*The problem*:
Below are records. Return each one exactly as written.

### Data for analysis

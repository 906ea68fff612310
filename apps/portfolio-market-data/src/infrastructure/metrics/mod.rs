//! Prometheus Metrics Module
//!
//! Exposes market data core metrics via Prometheus format for monitoring.
//!
//! # Metrics Categories
//!
//! - **REST**: Requests by endpoint and outcome, request latency
//! - **Quota**: Dropped requests, depletions, current quota flag
//! - **Stream**: Frames by type, price deliveries, reconnects, upstream topics
//! - **Credential**: Validations by outcome, current validity flag
//!
//! # Integration
//!
//! Metrics are exposed at `/metrics` on the health server port. Recording
//! functions are no-ops until [`init_metrics`] installs the recorder.

use std::sync::OnceLock;
use std::time::Duration;

use metrics::{counter, describe_counter, describe_gauge, describe_histogram, gauge, histogram};
use metrics_exporter_prometheus::{BuildError, PrometheusBuilder, PrometheusHandle};

// =============================================================================
// Global Metrics Handle
// =============================================================================

static PROMETHEUS_HANDLE: OnceLock<PrometheusHandle> = OnceLock::new();

/// Initialize the Prometheus metrics recorder.
///
/// Subsequent calls return the handle installed by the first one.
///
/// # Errors
///
/// Returns `BuildError` if the recorder cannot be installed.
pub fn init_metrics() -> Result<PrometheusHandle, BuildError> {
    if let Some(handle) = PROMETHEUS_HANDLE.get() {
        return Ok(handle.clone());
    }

    let handle = PrometheusBuilder::new().install_recorder()?;
    register_metrics();
    Ok(PROMETHEUS_HANDLE.get_or_init(|| handle).clone())
}

/// Get the Prometheus handle for rendering metrics.
///
/// Returns `None` if metrics have not been initialized.
#[must_use]
pub fn get_metrics_handle() -> Option<PrometheusHandle> {
    PROMETHEUS_HANDLE.get().cloned()
}

// =============================================================================
// Metric Registration
// =============================================================================

fn register_metrics() {
    // REST
    describe_counter!(
        "market_data_rest_requests_total",
        "Total REST requests by endpoint and outcome"
    );
    describe_histogram!(
        "market_data_rest_request_seconds",
        "REST request latency including time spent queued"
    );

    // Quota
    describe_counter!(
        "market_data_requests_dropped_total",
        "Requests dropped by the rate limiter"
    );
    describe_counter!(
        "market_data_quota_depletions_total",
        "Times the request reservoir reached zero"
    );
    describe_gauge!(
        "market_data_quota_exceeded",
        "1 while the request quota is depleted"
    );

    // Stream
    describe_counter!(
        "market_data_stream_frames_total",
        "Inbound stream frames by type"
    );
    describe_counter!(
        "market_data_price_deliveries_total",
        "Price values delivered to subscriber callbacks"
    );
    describe_counter!(
        "market_data_stream_reconnects_total",
        "Stream reconnection attempts"
    );
    describe_gauge!(
        "market_data_upstream_topics",
        "Symbols currently subscribed upstream"
    );

    // Credential
    describe_counter!(
        "market_data_credential_validations_total",
        "Credential validations by outcome"
    );
    describe_gauge!(
        "market_data_credential_valid",
        "1 while the active credential is valid"
    );
}

// =============================================================================
// Metric Labels
// =============================================================================

/// REST request outcomes.
#[derive(Debug, Clone, Copy, PartialEq, Eq)]
pub enum RequestOutcome {
    /// Body decoded.
    Ok,
    /// Transport failure.
    Network,
    /// Body did not decode.
    Decode,
    /// Not scheduled by the limiter.
    Rejected,
}

impl RequestOutcome {
    const fn as_str(self) -> &'static str {
        match self {
            Self::Ok => "ok",
            Self::Network => "network",
            Self::Decode => "decode",
            Self::Rejected => "rejected",
        }
    }
}

/// Inbound stream frame types.
#[derive(Debug, Clone, Copy, PartialEq, Eq)]
pub enum FrameType {
    /// Trade batch.
    Trade,
    /// Server keepalive.
    Ping,
    /// Anything else.
    Other,
    /// Undecodable frame.
    Invalid,
}

impl FrameType {
    const fn as_str(self) -> &'static str {
        match self {
            Self::Trade => "trade",
            Self::Ping => "ping",
            Self::Other => "other",
            Self::Invalid => "invalid",
        }
    }
}

// =============================================================================
// Metric Recording Functions
// =============================================================================

/// Record a completed REST request.
pub fn record_rest_request(endpoint: &str, outcome: RequestOutcome, duration: Duration) {
    counter!(
        "market_data_rest_requests_total",
        "endpoint" => endpoint.to_string(),
        "outcome" => outcome.as_str()
    )
    .increment(1);
    histogram!(
        "market_data_rest_request_seconds",
        "endpoint" => endpoint.to_string()
    )
    .record(duration.as_secs_f64());
}

/// Record a request dropped by the limiter.
pub fn record_request_dropped() {
    counter!("market_data_requests_dropped_total").increment(1);
}

/// Record a reservoir depletion.
pub fn record_quota_depleted() {
    counter!("market_data_quota_depletions_total").increment(1);
}

/// Update the quota flag gauge.
pub fn set_quota_exceeded(exceeded: bool) {
    gauge!("market_data_quota_exceeded").set(if exceeded { 1.0 } else { 0.0 });
}

/// Record an inbound stream frame.
pub fn record_frame(frame: FrameType) {
    counter!(
        "market_data_stream_frames_total",
        "frame_type" => frame.as_str()
    )
    .increment(1);
}

/// Record price deliveries to callbacks.
pub fn record_price_deliveries(count: u64) {
    counter!("market_data_price_deliveries_total").increment(count);
}

/// Record a stream reconnection attempt.
pub fn record_reconnect() {
    counter!("market_data_stream_reconnects_total").increment(1);
}

/// Update the upstream topic gauge.
#[allow(clippy::cast_precision_loss)]
pub fn set_upstream_topics(count: usize) {
    gauge!("market_data_upstream_topics").set(count as f64);
}

/// Record a credential validation outcome.
pub fn record_validation(valid: bool) {
    counter!(
        "market_data_credential_validations_total",
        "outcome" => if valid { "valid" } else { "invalid" }
    )
    .increment(1);
    gauge!("market_data_credential_valid").set(if valid { 1.0 } else { 0.0 });
}

// =============================================================================
// Tests
// =============================================================================

#[cfg(test)]
mod tests {
    use super::*;

    #[test]
    fn request_outcome_as_str() {
        assert_eq!(RequestOutcome::Ok.as_str(), "ok");
        assert_eq!(RequestOutcome::Network.as_str(), "network");
        assert_eq!(RequestOutcome::Decode.as_str(), "decode");
        assert_eq!(RequestOutcome::Rejected.as_str(), "rejected");
    }

    #[test]
    fn frame_type_as_str() {
        assert_eq!(FrameType::Trade.as_str(), "trade");
        assert_eq!(FrameType::Ping.as_str(), "ping");
        assert_eq!(FrameType::Other.as_str(), "other");
        assert_eq!(FrameType::Invalid.as_str(), "invalid");
    }

    #[test]
    fn recording_without_recorder_is_noop() {
        record_request_dropped();
        record_frame(FrameType::Trade);
        set_upstream_topics(3);
    }
}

######

*Expected output*:
repository 906ea68fff612310
filename apps/portfolio-market-data/src/infrastructure/metrics/mod.rs
//! Prometheus Metrics Module
//!
//! Exposes market data core metrics via Prometheus format for monitoring.
//!
//! # Metrics Categories
//!
//! - **REST**: Requests by endpoint and outcome, request latency
//! - **Quota**: Dropped requests, depletions, current quota flag
//! - **Stream**: Frames by type, price deliveries, reconnects, upstream topics
//! - **Credential**: Validations by outcome, current validity flag
//!
//! # Integration
//!
//! Metrics are exposed at `/metrics` on the health server port. Recording
//! functions are no-ops until [`init_metrics`] installs the recorder.

use std::sync::OnceLock;
use std::time::Duration;

use metrics::{counter, describe_counter, describe_gauge, describe_histogram, gauge, histogram};
use metrics_exporter_prometheus::{BuildError, PrometheusBuilder, PrometheusHandle};

// =============================================================================
// Global Metrics Handle
// =============================================================================

static PROMETHEUS_HANDLE: OnceLock<PrometheusHandle> = OnceLock::new();

/// Initialize the Prometheus metrics recorder.
///
/// Subsequent calls return the handle installed by the first one.
///
/// # Errors
///
/// Returns `BuildError` if the recorder cannot be installed.
pub fn init_metrics() -> Result<PrometheusHandle, BuildError> {
    if let Some(handle) = PROMETHEUS_HANDLE.get() {
        return Ok(handle.clone());
    }

    let handle = PrometheusBuilder::new().install_recorder()?;
    register_metrics();
    Ok(PROMETHEUS_HANDLE.get_or_init(|| handle).clone())
}

/// Get the Prometheus handle for rendering metrics.
///
/// Returns `None` if metrics have not been initialized.
#[must_use]
pub fn get_metrics_handle() -> Option<PrometheusHandle> {
    PROMETHEUS_HANDLE.get().cloned()
}

// =============================================================================
// Metric Registration
// =============================================================================

fn register_metrics() {
    // REST
    describe_counter!(
        "market_data_rest_requests_total",
        "Total REST requests by endpoint and outcome"
    );
    describe_histogram!(
        "market_data_rest_request_seconds",
        "REST request latency including time spent queued"
    );

    // Quota
    describe_counter!(
        "market_data_requests_dropped_total",
        "Requests dropped by the rate limiter"
    );
    describe_counter!(
        "market_data_quota_depletions_total",
        "Times the request reservoir reached zero"
    );
    describe_gauge!(
        "market_data_quota_exceeded",
        "1 while the request quota is depleted"
    );

    // Stream
    describe_counter!(
        "market_data_stream_frames_total",
        "Inbound stream frames by type"
    );
    describe_counter!(
        "market_data_price_deliveries_total",
        "Price values delivered to subscriber callbacks"
    );
    describe_counter!(
        "market_data_stream_reconnects_total",
        "Stream reconnection attempts"
    );
    describe_gauge!(
        "market_data_upstream_topics",
        "Symbols currently subscribed upstream"
    );

    // Credential
    describe_counter!(
        "market_data_credential_validations_total",
        "Credential validations by outcome"
    );
    describe_gauge!(
        "market_data_credential_valid",
        "1 while the active credential is valid"
    );
}

// =============================================================================
// Metric Labels
// =============================================================================

/// REST request outcomes.
#[derive(Debug, Clone, Copy, PartialEq, Eq)]
pub enum RequestOutcome {
    /// Body decoded.
    Ok,
    /// Transport failure.
    Network,
    /// Body did not decode.
    Decode,
    /// Not scheduled by the limiter.
    Rejected,
}

impl RequestOutcome {
    const fn as_str(self) -> &'static str {
        match self {
            Self::Ok => "ok",
            Self::Network => "network",
            Self::Decode => "decode",
            Self::Rejected => "rejected",
        }
    }
}

/// Inbound stream frame types.
#[derive(Debug, Clone, Copy, PartialEq, Eq)]
pub enum FrameType {
    /// Trade batch.
    Trade,
    /// Server keepalive.
    Ping,
    /// Anything else.
    Other,
    /// Undecodable frame.
    Invalid,
}

impl FrameType {
    const fn as_str(self) -> &'static str {
        match self {
            Self::Trade => "trade",
            Self::Ping => "ping",
            Self::Other => "other",
            Self::Invalid => "invalid",
        }
    }
}

// =============================================================================
// Metric Recording Functions
// =============================================================================

/// Record a completed REST request.
pub fn record_rest_request(endpoint: &str, outcome: RequestOutcome, duration: Duration) {
    counter!(
        "market_data_rest_requests_total",
        "endpoint" => endpoint.to_string(),
        "outcome" => outcome.as_str()
    )
    .increment(1);
    histogram!(
        "market_data_rest_request_seconds",
        "endpoint" => endpoint.to_string()
    )
    .record(duration.as_secs_f64());
}

/// Record a request dropped by the limiter.
pub fn record_request_dropped() {
    counter!("market_data_requests_dropped_total").increment(1);
}

/// Record a reservoir depletion.
pub fn record_quota_depleted() {
    counter!("market_data_quota_depletions_total").increment(1);
}

/// Update the quota flag gauge.
pub fn set_quota_exceeded(exceeded: bool) {
    gauge!("market_data_quota_exceeded").set(if exceeded { 1.0 } else { 0.0 });
}

/// Record an inbound stream frame.
pub fn record_frame(frame: FrameType) {
    counter!(
        "market_data_stream_frames_total",
        "frame_type" => frame.as_str()
    )
    .increment(1);
}

/// Record price deliveries to callbacks.
pub fn record_price_deliveries(count: u64) {
    counter!("market_data_price_deliveries_total").increment(count);
}

/// Record a stream reconnection attempt.
pub fn record_reconnect() {
    counter!("market_data_stream_reconnects_total").increment(1);
}

/// Update the upstream topic gauge.
#[allow(clippy::cast_precision_loss)]
pub fn set_upstream_topics(count: usize) {
    gauge!("market_data_upstream_topics").set(count as f64);
}

/// Record a credential validation outcome.
pub fn record_validation(valid: bool) {
    counter!(
        "market_data_credential_validations_total",
        "outcome" => if valid { "valid" } else { "invalid" }
    )
    .increment(1);
    gauge!("market_data_credential_valid").set(if valid { 1.0 } else { 0.0 });
}

// =============================================================================
// Tests
// =============================================================================

#[cfg(test)]
mod tests {
    use super::*;

    #[test]
    fn request_outcome_as_str() {
        assert_eq!(RequestOutcome::Ok.as_str(), "ok");
        assert_eq!(RequestOutcome::Network.as_str(), "network");
        assert_eq!(RequestOutcome::Decode.as_str(), "decode");
        assert_eq!(RequestOutcome::Rejected.as_str(), "rejected");
    }

    #[test]
    fn frame_type_as_str() {
        assert_eq!(FrameType::Trade.as_str(), "trade");
        assert_eq!(FrameType::Ping.as_str(), "ping");
        assert_eq!(FrameType::Other.as_str(), "other");
        assert_eq!(FrameType::Invalid.as_str(), "invalid");
    }

    #[test]
    fn recording_without_recorder_is_noop() {
        record_request_dropped();
        record_frame(FrameType::Trade);
        set_upstream_topics(3);
    }
}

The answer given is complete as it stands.